But in the succeeding case the event proved more fortunate.

Elizabeth Grundy, aged seventeen, was attacked on the 10th of December
1772, with the usual symptoms of a continued fever. The common method of
cure was pursued; but the disease increased, and soon assumed a putrid

On the 23d I found her in a constant delirium, with a _subsultus
tendinum_. Her skin was hot and dry, her tongue black, her thirst
immoderate, and her stools frequent, extremely offensive, and for the
most part involuntary. Her pulse beat 130 strokes in a minute; she dosed
much; and was very deaf. I directed wine to be administered freely; a
blister to be applied to her back; the _pediluvium_ to be used several
times in the day; and mephitic air to be injected under the form of a
clyster every two hours. The next day her stools were less frequent, had
lost their foetor, and were no longer discharged involuntarily; her
pulse was reduced to 110 strokes in the minute; and her delirium was
much abated. Directions were given to repeat the clysters, and to supply
the patient liberally with wine. These means were assiduously pursued
several days; and the young woman was so recruited by the 28th, that the
injections were discontinued. She was now quite rational, and not averse
to medicine. A decoction of Peruvian bark was therefore prescribed, by
the use of which she speedily recovered her health.

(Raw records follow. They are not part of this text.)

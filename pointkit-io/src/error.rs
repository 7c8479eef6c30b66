//! Error types for I/O operations

use thiserror::Error;

/// Errors that can occur during I/O operations
#[derive(Error, Debug)]
pub enum IoError {
    #[error("File not found: {path}")]
    FileNotFound { path: String },

    #[error("Invalid file format: {format}")]
    InvalidFormat { format: String },

    #[error("Parse error: {message}")]
    ParseError { message: String },

    #[error("IO error: {0}")]
    Io(#[from] std::io::Error),
}

impl IoError {
    pub(crate) fn parse(message: impl Into<String>) -> Self {
        IoError::ParseError {
            message: message.into(),
        }
    }
}

/// Result type for I/O operations
pub type Result<T> = std::result::Result<T, IoError>;
//! Alignment of object templates to a target cloud
//!
//! Every template is registered onto the target with SAC-IA, using the FPFH
//! descriptors of both feature clouds to propose correspondences. The best
//! template is the one whose aligned points lie closest to the target.

use crate::error::{AlignmentError, PreconditionError, Result};
use crate::feature_cloud::FeatureCloud;
use pointkit_algorithms::{SacIaConfig, SampleConsensusInitialAlignment};
use pointkit_core::{Point3f, PointCloud, Transform3D};
use rayon::prelude::*;
use serde::{Deserialize, Serialize};
use std::path::Path;
use std::sync::Arc;

/// Registration parameters for template alignment
#[derive(Debug, Clone, PartialEq, Serialize, Deserialize)]
#[serde(default)]
pub struct TemplateAlignmentConfig {
    /// Minimum distance between sampled template points
    pub min_sample_distance: f32,
    /// Squared distance used both as the Huber threshold and the fitness cut-off
    pub max_correspondence_distance: f32,
    pub max_iterations: usize,
    /// Number of most similar target descriptors a sample may be matched to
    pub correspondence_randomness: usize,
    /// Fixed seed for reproducible registrations
    pub seed: Option<u64>,
}

impl Default for TemplateAlignmentConfig {
    fn default() -> Self {
        Self {
            min_sample_distance: 0.05,
            max_correspondence_distance: 0.01 * 0.01,
            max_iterations: 500,
            correspondence_randomness: 10,
            seed: None,
        }
    }
}

impl TemplateAlignmentConfig {
    pub fn validate(&self) -> Result<()> {
        if !(self.min_sample_distance.is_finite() && self.min_sample_distance > 0.0) {
            return Err(AlignmentError::InvalidConfig(format!(
                "min_sample_distance must be positive, got {}",
                self.min_sample_distance
            )));
        }
        if !(self.max_correspondence_distance.is_finite() && self.max_correspondence_distance > 0.0) {
            return Err(AlignmentError::InvalidConfig(format!(
                "max_correspondence_distance must be positive, got {}",
                self.max_correspondence_distance
            )));
        }
        if self.max_iterations == 0 {
            return Err(AlignmentError::InvalidConfig(
                "max_iterations must be at least 1".to_string(),
            ));
        }
        if self.correspondence_randomness == 0 {
            return Err(AlignmentError::InvalidConfig(
                "correspondence_randomness must be at least 1".to_string(),
            ));
        }
        Ok(())
    }

    /// SAC-IA parameters with the default sample count
    pub fn sac_ia_config(&self) -> SacIaConfig {
        SacIaConfig {
            min_sample_distance: self.min_sample_distance,
            max_correspondence_distance: self.max_correspondence_distance,
            max_iterations: self.max_iterations,
            correspondence_randomness: self.correspondence_randomness,
            seed: self.seed,
            ..Default::default()
        }
    }
}

/// Outcome of aligning one template
#[derive(Debug, Clone, Copy, PartialEq)]
pub struct AlignmentResult {
    /// Mean squared distance of aligned template points to the target; lower is better
    pub fitness_score: f32,
    /// Rigid transform taking the template into the target frame
    pub final_transformation: Transform3D,
}

impl AlignmentResult {
    /// Template cloud moved into the target frame
    pub fn apply(&self, template: &FeatureCloud) -> PointCloud<Point3f> {
        template.point_cloud().transformed(&self.final_transformation)
    }
}

/// Matches a set of templates against one target cloud
pub struct TemplateAlignment {
    config: TemplateAlignmentConfig,
    target: Option<FeatureCloud>,
    templates: Vec<FeatureCloud>,
    registration: SampleConsensusInitialAlignment,
}

impl TemplateAlignment {
    pub fn new(config: TemplateAlignmentConfig) -> Result<Self> {
        config.validate()?;
        let registration = SampleConsensusInitialAlignment::new(config.sac_ia_config());
        Ok(Self {
            config,
            target: None,
            templates: Vec::new(),
            registration,
        })
    }

    pub fn config(&self) -> &TemplateAlignmentConfig {
        &self.config
    }

    /// Set the cloud templates are aligned to; replaces any previous target
    pub fn set_target_cloud(&mut self, target: FeatureCloud) {
        configure_target(&mut self.registration, &target);
        self.target = Some(target);
    }

    pub fn target(&self) -> Option<&FeatureCloud> {
        self.target.as_ref()
    }

    pub fn add_template_cloud(&mut self, template: FeatureCloud) {
        self.templates.push(template);
    }

    pub fn templates(&self) -> &[FeatureCloud] {
        &self.templates
    }

    /// Align a single template to the target
    pub fn align(&mut self, template: &FeatureCloud) -> Result<AlignmentResult> {
        self.require_target()?;
        run_registration(&mut self.registration, template, self.config.max_correspondence_distance)
            .map_err(AlignmentError::Registration)
    }

    /// Align every template in insertion order; the first failure aborts the batch
    pub fn align_all(&mut self) -> Result<Vec<AlignmentResult>> {
        self.require_target()?;
        align_sequential(
            &mut self.registration,
            &self.templates,
            self.config.max_correspondence_distance,
        )
    }

    /// Same results as [`align_all`](Self::align_all), computed on the rayon pool
    pub fn align_all_parallel(&self) -> Result<Vec<AlignmentResult>> {
        self.require_target()?;
        align_parallel(
            &self.registration,
            &self.templates,
            self.config.max_correspondence_distance,
        )
    }

    /// Index and result of the template with the lowest fitness score
    pub fn find_best_alignment(&mut self) -> Result<(usize, AlignmentResult)> {
        select_best(&self.align_all()?)
    }

    fn require_target(&self) -> Result<()> {
        match self.target {
            Some(_) => Ok(()),
            None => Err(PreconditionError::TargetNotSet.into()),
        }
    }
}

fn configure_target(registration: &mut SampleConsensusInitialAlignment, target: &FeatureCloud) {
    registration.set_input_target(Arc::clone(target.point_cloud()), target.shared_features());
}

fn run_registration(
    registration: &mut SampleConsensusInitialAlignment,
    template: &FeatureCloud,
    max_correspondence_distance: f32,
) -> pointkit_core::Result<AlignmentResult> {
    registration.set_input_source(Arc::clone(template.point_cloud()), template.shared_features());
    registration.align()?;
    Ok(AlignmentResult {
        fitness_score: registration.fitness_score(max_correspondence_distance)?,
        final_transformation: registration.final_transformation(),
    })
}

fn align_sequential(
    registration: &mut SampleConsensusInitialAlignment,
    templates: &[FeatureCloud],
    max_correspondence_distance: f32,
) -> Result<Vec<AlignmentResult>> {
    templates
        .iter()
        .enumerate()
        .map(|(index, template)| {
            run_registration(registration, template, max_correspondence_distance)
                .map_err(|source| AlignmentError::Alignment { index, source })
        })
        .collect()
}

fn align_parallel(
    registration: &SampleConsensusInitialAlignment,
    templates: &[FeatureCloud],
    max_correspondence_distance: f32,
) -> Result<Vec<AlignmentResult>> {
    let outcomes: Vec<pointkit_core::Result<AlignmentResult>> = templates
        .par_iter()
        .map(|template| {
            let mut registration = registration.clone();
            run_registration(&mut registration, template, max_correspondence_distance)
        })
        .collect();

    // report the lowest failing index, as the sequential path does
    outcomes
        .into_iter()
        .enumerate()
        .map(|(index, outcome)| outcome.map_err(|source| AlignmentError::Alignment { index, source }))
        .collect()
}

/// Align every template to `target` in order
pub fn align_templates(
    target: &FeatureCloud,
    templates: &[FeatureCloud],
    config: &TemplateAlignmentConfig,
) -> Result<Vec<AlignmentResult>> {
    config.validate()?;
    let mut registration = SampleConsensusInitialAlignment::new(config.sac_ia_config());
    configure_target(&mut registration, target);
    align_sequential(&mut registration, templates, config.max_correspondence_distance)
}

/// Parallel form of [`align_templates`]; results keep template order
pub fn align_templates_parallel(
    target: &FeatureCloud,
    templates: &[FeatureCloud],
    config: &TemplateAlignmentConfig,
) -> Result<Vec<AlignmentResult>> {
    config.validate()?;
    let mut registration = SampleConsensusInitialAlignment::new(config.sac_ia_config());
    configure_target(&mut registration, target);
    align_parallel(&registration, templates, config.max_correspondence_distance)
}

/// Lowest fitness score; on exact ties the earliest result wins
pub fn select_best(results: &[AlignmentResult]) -> Result<(usize, AlignmentResult)> {
    let mut best: Option<(usize, AlignmentResult)> = None;
    for (index, result) in results.iter().enumerate() {
        match best {
            Some((_, b)) if result.fitness_score >= b.fitness_score => {}
            _ => best = Some((index, *result)),
        }
    }
    best.ok_or_else(|| PreconditionError::EmptyTemplateSet.into())
}

/// Write `template` moved by `result` to a PCD file
pub fn save_aligned_template<P: AsRef<Path>>(
    template: &FeatureCloud,
    result: &AlignmentResult,
    path: P,
) -> Result<()> {
    pointkit_io::write_point_cloud(&result.apply(template), path).map_err(AlignmentError::Save)
}
//! Interest points and borders on range images
//!
//! The interest of a pixel combines two cues within a support sphere around
//! its point: how much the surface bends, and how much of the surrounding
//! window is not part of the same surface. Both cues are in `[0, 1]`.

use crate::normals::fit_plane_normal;
use crate::range_image::{RangeImage, RangePixel};
use pointkit_core::{Error, Point3f, Result};
use rayon::prelude::*;
use serde::{Deserialize, Serialize};

/// Parameters of the keypoint detector
#[derive(Debug, Clone, PartialEq, Serialize, Deserialize)]
#[serde(default)]
pub struct KeypointConfig {
    /// Diameter of the sphere around a point that is considered, in metres
    pub support_size: f32,
    /// Pixels below this interest value are never keypoints
    pub min_interest_value: f32,
    /// Minimum keypoint spacing, as a fraction of `support_size`
    pub min_distance_between_interest_points: f32,
    /// Upper bound on the number of keypoints; 0 means unlimited
    pub max_no_of_interest_points: usize,
}

impl Default for KeypointConfig {
    fn default() -> Self {
        Self {
            support_size: 0.2,
            min_interest_value: 0.45,
            min_distance_between_interest_points: 0.25,
            max_no_of_interest_points: 0,
        }
    }
}

/// Window radius in pixels covering `radius` metres at distance `range`
fn window_radius(image: &RangeImage, radius: f32, range: f32) -> i64 {
    let angle = (radius / range).atan();
    let pixels = (angle / image.angular_resolution()).ceil() as i64;
    pixels.clamp(1, image.width().max(image.height()) as i64)
}

/// Per-pixel range change along x and y, from central differences where both
/// neighbours are valid and one-sided differences otherwise
fn range_gradient(image: &RangeImage, x: i64, y: i64, range: f32) -> (f32, f32) {
    let derivative = |dx: i64, dy: i64| {
        let before = image.get(x - dx, y - dy).and_then(RangePixel::range);
        let after = image.get(x + dx, y + dy).and_then(RangePixel::range);
        match (before, after) {
            (Some(b), Some(a)) => 0.5 * (a - b),
            (None, Some(a)) => a - range,
            (Some(b), None) => range - b,
            (None, None) => 0.0,
        }
    };
    (derivative(1, 0), derivative(0, 1))
}

/// Interest value of every pixel in row-major order (0 for invalid pixels).
///
/// A window pixel belongs to the surface of the centre pixel when its range
/// stays within `support_size / 2` of the range extrapolated from the centre's
/// range gradient; everything else counts towards the border score.
pub fn compute_interest_values(image: &RangeImage, config: &KeypointConfig) -> Result<Vec<f32>> {
    if !(config.support_size.is_finite() && config.support_size > 0.0) {
        return Err(Error::InvalidData(format!(
            "support size must be positive, got {}",
            config.support_size
        )));
    }
    let search_radius = 0.5 * config.support_size;

    let values = image
        .pixels()
        .par_iter()
        .enumerate()
        .map(|(idx, pixel)| {
            let RangePixel::Valid { position, range } = *pixel else {
                return 0.0;
            };
            let (x, y) = image.pixel_coordinates(idx);
            let (x, y) = (x as i64, y as i64);
            let w = window_radius(image, search_radius, range);
            let (gx, gy) = range_gradient(image, x, y, range);

            let mut total = 0usize;
            let mut non_surface = 0usize;
            let mut neighborhood: Vec<Point3f> = Vec::new();
            for dy in -w..=w {
                for dx in -w..=w {
                    total += 1;
                    match image.get(x + dx, y + dy) {
                        Some(RangePixel::Valid { position: q, range: r }) => {
                            let expected = range + gx * dx as f32 + gy * dy as f32;
                            if (r - expected).abs() > search_radius {
                                non_surface += 1;
                            } else if (q - position).norm() <= search_radius {
                                neighborhood.push(*q);
                            }
                        }
                        _ => non_surface += 1,
                    }
                }
            }

            let border_score = non_surface as f32 / total as f32;
            let surface_change = if neighborhood.len() >= 3 {
                (3.0 * fit_plane_normal(&neighborhood).curvature).min(1.0)
            } else {
                0.0
            };
            border_score.max(surface_change)
        })
        .collect();
    Ok(values)
}

/// Detect keypoints; returns pixel indices, most interesting first.
///
/// Candidates above `min_interest_value` are accepted greedily in order of
/// decreasing interest, skipping any whose point lies closer than
/// `min_distance_between_interest_points * support_size` to an accepted one.
pub fn detect_keypoints(image: &RangeImage, config: &KeypointConfig) -> Result<Vec<usize>> {
    let interest = compute_interest_values(image, config)?;

    let mut candidates: Vec<(usize, f32)> = interest
        .iter()
        .enumerate()
        .filter(|&(_, &v)| v >= config.min_interest_value && v > 0.0)
        .map(|(i, &v)| (i, v))
        .collect();
    candidates.sort_by(|a, b| b.1.total_cmp(&a.1).then(a.0.cmp(&b.0)));

    let min_distance = config.min_distance_between_interest_points * config.support_size;
    let min_distance_sq = min_distance * min_distance;
    let mut keypoints: Vec<usize> = Vec::new();
    let mut accepted: Vec<Point3f> = Vec::new();

    for (idx, _) in candidates {
        if config.max_no_of_interest_points > 0 && keypoints.len() >= config.max_no_of_interest_points {
            break;
        }
        let Some(position) = image.pixels()[idx].position() else {
            continue;
        };
        if accepted.iter().all(|a| (a - position).norm_squared() >= min_distance_sq) {
            keypoints.push(idx);
            accepted.push(position);
        }
    }

    log::debug!(
        "{} keypoints from {} valid pixels",
        keypoints.len(),
        image.valid_count()
    );
    Ok(keypoints)
}

/// Kind of border a pixel lies on
#[derive(Debug, Clone, Copy, PartialEq, Eq, Serialize, Deserialize)]
pub enum BorderKind {
    /// Foreground surface next to unobserved space or a farther surface
    Obstacle,
    /// Background surface next to a closer surface that occludes it
    Shadow,
}

/// A border pixel of a range image
#[derive(Debug, Clone, Copy, PartialEq)]
pub struct BorderPoint {
    pub x: usize,
    pub y: usize,
    pub kind: BorderKind,
    pub position: Point3f,
}

/// Classify border pixels by comparing each valid pixel to its four direct
/// neighbours. A neighbour outside the image, unobserved or beyond range, or
/// more than `min_range_jump` farther away makes the pixel an obstacle border;
/// a neighbour more than `min_range_jump` closer makes it a shadow border.
/// Obstacle takes precedence when both apply.
pub fn extract_borders(image: &RangeImage, min_range_jump: f32) -> Vec<BorderPoint> {
    let mut borders = Vec::new();
    for y in 0..image.height() {
        for x in 0..image.width() {
            let Some(&RangePixel::Valid { position, range }) = image.get(x as i64, y as i64) else {
                continue;
            };

            let mut obstacle = false;
            let mut shadow = false;
            for (dx, dy) in [(-1i64, 0i64), (1, 0), (0, -1), (0, 1)] {
                match image.get(x as i64 + dx, y as i64 + dy) {
                    Some(RangePixel::Valid { range: r, .. }) => {
                        if *r > range + min_range_jump {
                            obstacle = true;
                        } else if *r < range - min_range_jump {
                            shadow = true;
                        }
                    }
                    _ => obstacle = true,
                }
            }

            let kind = if obstacle {
                BorderKind::Obstacle
            } else if shadow {
                BorderKind::Shadow
            } else {
                continue;
            };
            borders.push(BorderPoint { x, y, kind, position });
        }
    }
    borders
}

#[cfg(test)]
mod tests {
    use super::*;
    use crate::range_image::RangeImageConfig;
    use pointkit_core::PointCloud;

    fn rectangle(z: f32) -> PointCloud<Point3f> {
        let mut cloud = PointCloud::new();
        for i in 0..=100 {
            for j in 0..=100 {
                let x = -0.5 + i as f32 * 0.01;
                let y = -0.5 + j as f32 * 0.01;
                cloud.push(Point3f::new(x, y, z - y));
            }
        }
        cloud
    }

    fn image_of(cloud: &PointCloud<Point3f>) -> RangeImage {
        RangeImage::from_point_cloud(cloud, &RangeImageConfig::default()).unwrap()
    }

    #[test]
    fn test_keypoints_lie_on_the_rectangle_border() {
        let image = image_of(&rectangle(2.0));
        let keypoints = detect_keypoints(&image, &KeypointConfig::default()).unwrap();

        assert!(!keypoints.is_empty());
        for &idx in &keypoints {
            let p = image.pixels()[idx].position().unwrap();
            assert!(p.x.abs() > 0.4 || p.y.abs() > 0.4, "interior keypoint at {:?}", p);
        }
    }

    #[test]
    fn test_keypoints_respect_spacing_and_limit() {
        let image = image_of(&rectangle(2.0));
        let config = KeypointConfig {
            max_no_of_interest_points: 3,
            ..Default::default()
        };
        let keypoints = detect_keypoints(&image, &config).unwrap();
        assert!(keypoints.len() <= 3);

        let unlimited = detect_keypoints(&image, &KeypointConfig::default()).unwrap();
        let min_distance = 0.25 * 0.2;
        for (i, &a) in unlimited.iter().enumerate() {
            for &b in &unlimited[i + 1..] {
                let pa = image.pixels()[a].position().unwrap();
                let pb = image.pixels()[b].position().unwrap();
                assert!((pa - pb).norm() >= min_distance - 1e-6);
            }
        }
    }

    #[test]
    fn test_interior_of_plane_is_not_interesting() {
        let image = image_of(&rectangle(2.0));
        let interest = compute_interest_values(&image, &KeypointConfig::default()).unwrap();
        let (x, y, _) = image.project(&Point3f::new(0.0, 0.0, 2.0)).unwrap();
        assert!(interest[image.pixel_index(x, y)] < 0.05);
    }

    #[test]
    fn test_invalid_support_size() {
        let image = image_of(&rectangle(2.0));
        let config = KeypointConfig {
            support_size: 0.0,
            ..Default::default()
        };
        assert!(detect_keypoints(&image, &config).is_err());
    }

    #[test]
    fn test_borders_of_occluding_rectangle() {
        let mut cloud = rectangle(3.0);
        // small square in front of the large one
        for i in 0..=20 {
            for j in 0..=20 {
                cloud.push(Point3f::new(-0.1 + i as f32 * 0.01, -0.1 + j as f32 * 0.01, 1.5));
            }
        }
        let image = image_of(&cloud);
        let borders = extract_borders(&image, 0.3);

        let obstacles: Vec<&BorderPoint> = borders.iter().filter(|b| b.kind == BorderKind::Obstacle).collect();
        let shadows: Vec<&BorderPoint> = borders.iter().filter(|b| b.kind == BorderKind::Shadow).collect();
        assert!(!obstacles.is_empty());
        assert!(!shadows.is_empty());
        // shadow borders are on the background surface
        assert!(shadows.iter().all(|b| b.position.z > 2.0));
        // the front square is outlined by obstacle borders
        assert!(obstacles.iter().any(|b| (b.position.z - 1.5).abs() < 1e-6));
    }
}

I might add a third history of a putrid disease, in which the mephitic
air is now under trial, and which affords the strongest proof both of
the _antiseptic_, and of the _tonic_ powers of this remedy; but as the
issue of the case remains yet undetermined (though it is highly
probable, alas! that it will be fatal) I shall relate only a few
particulars of it. Master D. a boy of about twelve years of age, endowed
with an uncommon capacity, and with the most amiable dispositions, has
laboured many months under a hectic fever, the consequence of several
tumours in different parts of his body. Two of these tumours were laid
open by Mr. White, and a large quantity of purulent matter was
discharged from them. The wounds were very properly treated by this
skilful surgeon, and every suitable remedy, which my best judgment could
suggest, was assiduously administered. But the matter became sanious, of
a brown colour, and highly putrid. A _Diarrhoea_ succeeded; the
patient's stools were intolerably offensive, and voided without his
knowledge. A black fur collected about his teeth; his tongue was covered
with _Aphthæ_; and his breath was so foetid, as scarcely to be
endured. His strength was almost exhausted; a _subsultus tendinum_ came
on; and the final period of his sufferings seemed to be rapidly
approaching. As a last, but almost hopeless, effort, I advised the
injection of clysters of mephitic air. These soon corrected the foetor
of the patient's stools; restrained his _Diarrhoea_; and seemed to
recruit his strength and spirits. Within the space of twenty-four hours
his wounds assumed a more favourable appearance; the matter discharged
from them became of a better colour and consistence; and was no longer
so offensive to the smell. The use of this remedy has been continued
several days, but is now laid aside. A large tumour is suddenly formed
under the right ear; swallowing is rendered difficult and painful; and
the patient refuses all food and medicine. Nourishing clysters are
directed; but it is to be feared that these will renew the looseness,
and that this amiable youth will quickly sink under his disorder[22].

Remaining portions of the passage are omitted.